Aim of the task: Please repeat the lines below, exactly and only, from the one that holds "stake in nAVAX." through the one that holds "Self::Fuji => StakingParams".

Dataset entries:
--

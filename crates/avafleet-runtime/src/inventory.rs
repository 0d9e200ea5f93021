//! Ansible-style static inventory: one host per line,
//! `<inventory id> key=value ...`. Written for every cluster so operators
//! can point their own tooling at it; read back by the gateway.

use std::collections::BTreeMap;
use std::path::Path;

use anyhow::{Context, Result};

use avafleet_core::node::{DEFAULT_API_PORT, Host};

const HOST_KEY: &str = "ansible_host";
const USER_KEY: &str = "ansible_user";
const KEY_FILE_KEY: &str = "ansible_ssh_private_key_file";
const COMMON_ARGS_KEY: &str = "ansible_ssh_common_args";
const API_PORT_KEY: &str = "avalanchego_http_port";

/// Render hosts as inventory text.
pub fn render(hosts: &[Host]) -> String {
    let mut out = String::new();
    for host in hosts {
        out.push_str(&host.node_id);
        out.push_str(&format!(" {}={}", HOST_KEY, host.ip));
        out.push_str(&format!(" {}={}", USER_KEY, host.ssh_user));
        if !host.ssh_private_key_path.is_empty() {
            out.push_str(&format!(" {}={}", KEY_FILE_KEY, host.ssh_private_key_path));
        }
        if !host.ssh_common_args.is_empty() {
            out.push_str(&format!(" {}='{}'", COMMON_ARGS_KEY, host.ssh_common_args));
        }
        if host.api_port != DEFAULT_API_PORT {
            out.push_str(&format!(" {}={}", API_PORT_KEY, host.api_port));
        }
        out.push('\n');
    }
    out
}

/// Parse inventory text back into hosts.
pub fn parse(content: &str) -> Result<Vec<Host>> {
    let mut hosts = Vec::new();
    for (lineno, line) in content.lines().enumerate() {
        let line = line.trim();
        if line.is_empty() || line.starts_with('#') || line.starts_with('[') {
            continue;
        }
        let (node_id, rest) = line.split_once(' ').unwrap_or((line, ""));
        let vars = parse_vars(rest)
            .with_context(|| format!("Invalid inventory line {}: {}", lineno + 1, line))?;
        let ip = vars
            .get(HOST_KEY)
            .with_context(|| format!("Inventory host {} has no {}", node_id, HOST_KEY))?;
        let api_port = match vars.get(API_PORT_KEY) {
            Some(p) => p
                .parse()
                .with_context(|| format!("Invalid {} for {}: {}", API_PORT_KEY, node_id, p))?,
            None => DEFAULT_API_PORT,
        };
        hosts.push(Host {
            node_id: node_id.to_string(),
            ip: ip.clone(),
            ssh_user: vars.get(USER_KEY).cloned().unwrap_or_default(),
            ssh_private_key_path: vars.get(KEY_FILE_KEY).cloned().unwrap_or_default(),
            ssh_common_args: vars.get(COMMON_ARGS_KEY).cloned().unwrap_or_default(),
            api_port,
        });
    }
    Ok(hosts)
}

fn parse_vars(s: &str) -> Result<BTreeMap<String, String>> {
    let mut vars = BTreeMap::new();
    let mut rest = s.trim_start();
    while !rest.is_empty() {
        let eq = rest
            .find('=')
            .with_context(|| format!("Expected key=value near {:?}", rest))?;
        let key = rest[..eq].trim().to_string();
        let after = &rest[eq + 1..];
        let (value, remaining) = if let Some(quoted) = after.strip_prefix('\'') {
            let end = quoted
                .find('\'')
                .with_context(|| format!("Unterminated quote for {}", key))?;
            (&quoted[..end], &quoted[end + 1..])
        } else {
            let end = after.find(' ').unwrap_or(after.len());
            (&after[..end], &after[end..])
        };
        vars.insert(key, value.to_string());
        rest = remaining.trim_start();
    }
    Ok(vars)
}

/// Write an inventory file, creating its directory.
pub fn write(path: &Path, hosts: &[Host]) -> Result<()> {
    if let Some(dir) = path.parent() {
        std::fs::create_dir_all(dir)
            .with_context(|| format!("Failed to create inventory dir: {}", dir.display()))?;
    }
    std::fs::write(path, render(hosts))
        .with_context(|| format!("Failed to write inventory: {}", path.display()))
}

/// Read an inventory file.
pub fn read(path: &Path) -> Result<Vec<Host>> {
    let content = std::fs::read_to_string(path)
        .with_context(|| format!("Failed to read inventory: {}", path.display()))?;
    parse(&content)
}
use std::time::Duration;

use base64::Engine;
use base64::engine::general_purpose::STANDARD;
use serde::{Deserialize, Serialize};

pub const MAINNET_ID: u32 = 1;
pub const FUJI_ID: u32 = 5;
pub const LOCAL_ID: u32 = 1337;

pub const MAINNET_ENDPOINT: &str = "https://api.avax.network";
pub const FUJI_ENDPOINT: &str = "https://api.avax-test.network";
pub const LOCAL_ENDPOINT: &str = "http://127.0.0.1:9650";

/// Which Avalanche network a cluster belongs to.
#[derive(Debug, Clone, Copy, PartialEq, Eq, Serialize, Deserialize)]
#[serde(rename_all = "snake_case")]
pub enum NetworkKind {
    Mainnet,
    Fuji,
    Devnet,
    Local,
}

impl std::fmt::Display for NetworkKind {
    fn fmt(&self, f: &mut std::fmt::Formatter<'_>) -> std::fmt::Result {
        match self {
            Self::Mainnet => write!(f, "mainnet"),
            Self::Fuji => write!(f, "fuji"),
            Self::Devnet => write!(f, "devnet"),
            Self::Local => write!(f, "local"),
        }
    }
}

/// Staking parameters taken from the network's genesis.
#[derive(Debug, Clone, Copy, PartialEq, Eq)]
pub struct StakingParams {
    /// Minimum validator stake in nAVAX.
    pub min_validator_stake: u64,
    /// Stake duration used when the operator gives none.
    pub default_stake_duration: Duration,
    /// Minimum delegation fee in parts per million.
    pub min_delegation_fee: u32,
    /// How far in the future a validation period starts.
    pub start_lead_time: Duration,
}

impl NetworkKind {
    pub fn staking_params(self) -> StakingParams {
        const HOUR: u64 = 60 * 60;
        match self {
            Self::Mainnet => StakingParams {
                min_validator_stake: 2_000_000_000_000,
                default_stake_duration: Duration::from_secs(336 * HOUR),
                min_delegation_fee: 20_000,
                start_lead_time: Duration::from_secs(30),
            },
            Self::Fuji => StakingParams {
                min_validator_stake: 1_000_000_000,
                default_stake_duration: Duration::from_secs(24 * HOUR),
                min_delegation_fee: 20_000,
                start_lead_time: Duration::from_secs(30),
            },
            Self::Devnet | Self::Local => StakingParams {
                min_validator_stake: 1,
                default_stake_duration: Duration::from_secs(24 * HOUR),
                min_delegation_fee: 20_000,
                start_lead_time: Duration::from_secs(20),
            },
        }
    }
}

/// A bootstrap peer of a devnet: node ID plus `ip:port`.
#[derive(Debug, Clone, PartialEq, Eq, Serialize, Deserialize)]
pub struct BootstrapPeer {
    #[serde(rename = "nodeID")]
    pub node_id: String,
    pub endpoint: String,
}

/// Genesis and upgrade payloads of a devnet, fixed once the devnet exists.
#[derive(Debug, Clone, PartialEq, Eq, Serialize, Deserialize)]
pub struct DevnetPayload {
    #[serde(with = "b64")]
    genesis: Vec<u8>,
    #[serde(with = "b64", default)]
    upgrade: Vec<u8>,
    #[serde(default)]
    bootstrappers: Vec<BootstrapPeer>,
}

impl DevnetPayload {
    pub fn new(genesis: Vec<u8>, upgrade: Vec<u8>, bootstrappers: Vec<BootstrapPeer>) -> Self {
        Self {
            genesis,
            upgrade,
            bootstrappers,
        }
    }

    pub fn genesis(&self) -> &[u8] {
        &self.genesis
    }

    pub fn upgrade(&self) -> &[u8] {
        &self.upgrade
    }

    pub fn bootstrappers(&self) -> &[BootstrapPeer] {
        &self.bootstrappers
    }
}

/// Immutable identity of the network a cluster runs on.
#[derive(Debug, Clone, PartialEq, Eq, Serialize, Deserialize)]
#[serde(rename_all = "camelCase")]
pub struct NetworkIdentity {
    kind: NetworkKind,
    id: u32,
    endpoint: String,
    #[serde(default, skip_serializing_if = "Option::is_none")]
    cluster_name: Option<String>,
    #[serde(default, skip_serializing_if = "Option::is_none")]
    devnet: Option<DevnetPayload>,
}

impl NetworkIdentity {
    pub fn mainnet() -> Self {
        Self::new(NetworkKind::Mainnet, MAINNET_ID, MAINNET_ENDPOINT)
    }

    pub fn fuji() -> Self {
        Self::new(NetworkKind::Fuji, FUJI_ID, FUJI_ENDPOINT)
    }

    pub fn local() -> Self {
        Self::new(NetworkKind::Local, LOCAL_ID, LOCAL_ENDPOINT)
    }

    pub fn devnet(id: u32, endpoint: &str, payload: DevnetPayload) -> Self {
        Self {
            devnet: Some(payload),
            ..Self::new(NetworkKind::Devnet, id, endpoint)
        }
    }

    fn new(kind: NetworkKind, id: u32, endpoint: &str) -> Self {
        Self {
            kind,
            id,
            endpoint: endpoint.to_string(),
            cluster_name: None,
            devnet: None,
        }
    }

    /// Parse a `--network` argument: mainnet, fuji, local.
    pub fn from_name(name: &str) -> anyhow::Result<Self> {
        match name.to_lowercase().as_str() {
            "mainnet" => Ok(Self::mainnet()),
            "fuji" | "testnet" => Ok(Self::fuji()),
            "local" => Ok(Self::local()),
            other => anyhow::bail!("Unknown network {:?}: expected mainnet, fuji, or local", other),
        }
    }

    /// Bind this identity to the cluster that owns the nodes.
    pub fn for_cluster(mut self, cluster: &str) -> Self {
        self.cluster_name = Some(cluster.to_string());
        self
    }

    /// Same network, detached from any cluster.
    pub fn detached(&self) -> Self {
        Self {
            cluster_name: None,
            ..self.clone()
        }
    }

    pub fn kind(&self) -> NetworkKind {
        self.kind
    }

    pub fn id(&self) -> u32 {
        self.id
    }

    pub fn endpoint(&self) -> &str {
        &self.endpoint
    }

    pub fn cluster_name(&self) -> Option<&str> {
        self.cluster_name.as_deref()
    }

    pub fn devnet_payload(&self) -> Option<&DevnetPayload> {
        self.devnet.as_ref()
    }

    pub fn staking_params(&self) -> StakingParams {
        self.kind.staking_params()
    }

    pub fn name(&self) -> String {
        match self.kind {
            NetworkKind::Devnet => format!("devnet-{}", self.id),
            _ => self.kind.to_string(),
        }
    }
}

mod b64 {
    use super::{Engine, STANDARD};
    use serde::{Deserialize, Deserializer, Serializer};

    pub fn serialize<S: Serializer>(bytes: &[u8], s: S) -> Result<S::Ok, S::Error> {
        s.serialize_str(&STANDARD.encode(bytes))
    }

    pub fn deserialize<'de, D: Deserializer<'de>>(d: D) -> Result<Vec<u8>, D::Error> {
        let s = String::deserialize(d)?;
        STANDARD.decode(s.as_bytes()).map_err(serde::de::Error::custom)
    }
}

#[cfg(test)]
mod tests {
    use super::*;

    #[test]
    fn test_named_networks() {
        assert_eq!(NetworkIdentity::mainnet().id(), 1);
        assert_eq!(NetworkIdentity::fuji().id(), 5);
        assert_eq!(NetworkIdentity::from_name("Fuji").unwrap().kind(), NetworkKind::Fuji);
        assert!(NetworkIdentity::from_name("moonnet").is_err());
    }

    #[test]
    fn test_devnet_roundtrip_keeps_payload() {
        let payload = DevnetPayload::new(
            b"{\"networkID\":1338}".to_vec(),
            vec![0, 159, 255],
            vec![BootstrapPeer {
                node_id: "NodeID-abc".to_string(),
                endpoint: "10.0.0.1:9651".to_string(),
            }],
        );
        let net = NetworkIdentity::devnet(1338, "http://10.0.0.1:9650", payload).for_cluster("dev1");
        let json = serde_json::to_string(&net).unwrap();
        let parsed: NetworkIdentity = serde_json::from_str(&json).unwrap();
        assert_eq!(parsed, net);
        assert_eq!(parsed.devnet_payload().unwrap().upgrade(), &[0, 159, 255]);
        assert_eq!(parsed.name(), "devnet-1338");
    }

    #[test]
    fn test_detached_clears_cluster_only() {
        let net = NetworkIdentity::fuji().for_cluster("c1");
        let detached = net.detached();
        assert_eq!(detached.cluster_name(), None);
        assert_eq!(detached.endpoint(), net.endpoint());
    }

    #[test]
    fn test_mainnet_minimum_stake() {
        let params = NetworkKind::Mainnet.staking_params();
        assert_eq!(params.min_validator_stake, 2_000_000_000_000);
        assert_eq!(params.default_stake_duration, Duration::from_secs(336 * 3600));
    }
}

--

Answer area:
    /// Minimum validator stake in nAVAX.
    pub min_validator_stake: u64,
    /// Stake duration used when the operator gives none.
    pub default_stake_duration: Duration,
    /// Minimum delegation fee in parts per million.
    pub min_delegation_fee: u32,
    /// How far in the future a validation period starts.
    pub start_lead_time: Duration,
}

impl NetworkKind {
    pub fn staking_params(self) -> StakingParams {
        const HOUR: u64 = 60 * 60;
        match self {
            Self::Mainnet => StakingParams {
                min_validator_stake: 2_000_000_000_000,
                default_stake_duration: Duration::from_secs(336 * HOUR),
                min_delegation_fee: 20_000,
                start_lead_time: Duration::from_secs(30),
            },
            Self::Fuji => StakingParams {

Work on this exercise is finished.